Generation Loss 2007 by Elizabeth Hand
When I started this book I almost threw it back on the pile. It’s dark and disturbing and not what anyone needs to read right now. BUT, after a while, the scene moves from NYC to Downeast Maine, an area I’m familiar with and love. It never lets go of the dark and disturbing and the plot held no surprises for me, but the author (who lives part time in Maine) absolutely nailed the downeast coast.
The main character is a photographer, something else I’m intimately acquainted with. She’s also an addict and an alcoholic. Lots of dark here. I stuck with it (although I never caught the “darkly funny” another reviewer cites), so the author did her job.
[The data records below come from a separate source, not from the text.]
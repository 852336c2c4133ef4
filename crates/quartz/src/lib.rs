// SPDX-License-Identifier: MIT
// Copyright (c) 2026 Alfred Jean LLC

//! Quartz: route-matched fake HTTP responses for unit tests
//!
//! A [`Quartz`] session intercepts outgoing calls on a fake transport and
//! answers the ones that match a registered route with an Express-style
//! handler. Calls that match nothing pass through untouched.
//!
//! ```ignore
//! use quartz::{Method, Options, Quartz};
//!
//! let mut quartz = Quartz::new(Options::default());
//! quartz.get("/users/1", |res| {
//!     res.json(&serde_json::json!({ "id": 1 })).ok();
//! });
//! quartz.start();
//!
//! if let Some(transport) = quartz.transport() {
//!     let dispatch = transport.request(Method::GET, "/users/1");
//!     transport.respond();
//!     let reply = dispatch.id().and_then(|id| transport.reply(id));
//! }
//! ```

/// Re-exported capture types from quartz-capture crate.
pub mod capture {
    pub use quartz_capture::{CapturedExchange, CapturedOutcome, CapturedRequest, ExchangeLog};
}
pub mod config;
pub mod error;
pub mod headers;
pub mod logger;
pub mod query;
pub mod response;
pub mod route;
pub mod session;
pub mod time;
pub mod transport;

pub use config::{Options, QuartzConfig};
pub use error::QuartzError;
pub use headers::Headers;
pub use http::Method;
pub use logger::{CollectingSink, Level, LogSink, Logger, TracingSink};
pub use query::QueryMap;
pub use response::{Payload, ResponseContext};
pub use route::Route;
pub use session::Quartz;
pub use time::{Clock, ClockHandle, FakeClock};
pub use transport::{FakeTransport, InterceptedRequest, Reply, RequestId, Transport};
She perversely kept me turning the pages despite my desire to stop reading and pick up something lighter.
Thieves 2020 by Kristine Katherine Rusch
Thieves is part of Rusch’s Diving series, one of my favorite SF series. I am always thrilled to see a new work from it and this one didn’t disappoint. This story centers around the Boneyard, a guarded scrapheap of abandoned ships and parts that the protagonist and her team are mining for ships to refurbish. The whole concept is genius, realistic, and highly entertaining. I don’t consider any of the books in the series as standalones and strongly recommend starting at the beginning with Diving into the Wreck.